- [WHAT YOU SHOULD DO]: Work out how many lines of the material below contain the word "viewers", then write that number alone.

- [AVAILABLE RECORDS]:
// Copyright 2025 the Understory Authors
// SPDX-License-Identifier: Apache-2.0 OR MIT

//! Benchmarks for pushing values from a property into its views.

use criterion::{BenchmarkId, Criterion, Throughput, black_box, criterion_group, criterion_main};
use understory_property_sheet::{CounterEditor, CounterProperty, TextProperty};

fn bench_fan_out(c: &mut Criterion) {
    let mut group = c.benchmark_group("binding/set_value");

    for views in [1_usize, 4, 16, 64] {
        group.throughput(Throughput::Elements(views as u64 * 2));

        group.bench_with_input(BenchmarkId::new("counter", views), &views, |b, &views| {
            let count = CounterProperty::new("Count", 0, 0, 1_000).unwrap();
            let editors: Vec<_> = (0..views).map(|_| count.create_editor()).collect();
            let viewers: Vec<_> = (0..views).map(|_| count.create_viewer()).collect();
            let mut next = 0;
            b.iter(|| {
                next = (next + 1) % 1_000;
                count.set_value(black_box(next));
            });
            black_box((editors, viewers));
        });

        group.bench_with_input(BenchmarkId::new("text", views), &views, |b, &views| {
            let title = TextProperty::new("Title", "");
            let editors: Vec<_> = (0..views).map(|_| title.create_editor()).collect();
            let viewers: Vec<_> = (0..views).map(|_| title.create_viewer()).collect();
            let values = ["alpha".to_string(), "beta".to_string()];
            let mut flip = false;
            b.iter(|| {
                flip = !flip;
                title.set_value(black_box(values[usize::from(flip)].clone()));
            });
            black_box((editors, viewers));
        });
    }

    group.finish();

    let mut group = c.benchmark_group("binding/redundant");

    // Every widget compares before writing; this is the cost of a no-op push.
    group.bench_function("broadcast_unchanged/16", |b| {
        let count = CounterProperty::new("Count", 0, 5, 10).unwrap();
        let editors: Vec<_> = (0..16).map(|_| count.create_editor()).collect();
        b.iter(|| count.broadcast_to_editors());
        black_box(editors);
    });

    group.finish();
}

fn bench_edit_round_trip(c: &mut Criterion) {
    let mut group = c.benchmark_group("binding/edit");

    group.bench_function("counter_step", |b| {
        let count = CounterProperty::new("Count", 0, 0, i32::MAX).unwrap();
        let editor = count.create_editor();
        let _viewer = count.create_viewer();
        b.iter(|| black_box(editor.edit(CounterEditor::step_up)));
    });

    group.bench_function("observed", |b| {
        let count = CounterProperty::new("Count", 0, 0, i32::MAX).unwrap();
        let editor = count.create_editor();
        for _ in 0..4 {
            count.subscribe(|event| {
                black_box(event.revision);
            });
        }
        b.iter(|| black_box(editor.edit(CounterEditor::step_up)));
    });

    group.finish();
}

criterion_group!(benches, bench_fan_out, bench_edit_round_trip);
criterion_main!(benches);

- [WRITTEN RESPONSE]: 4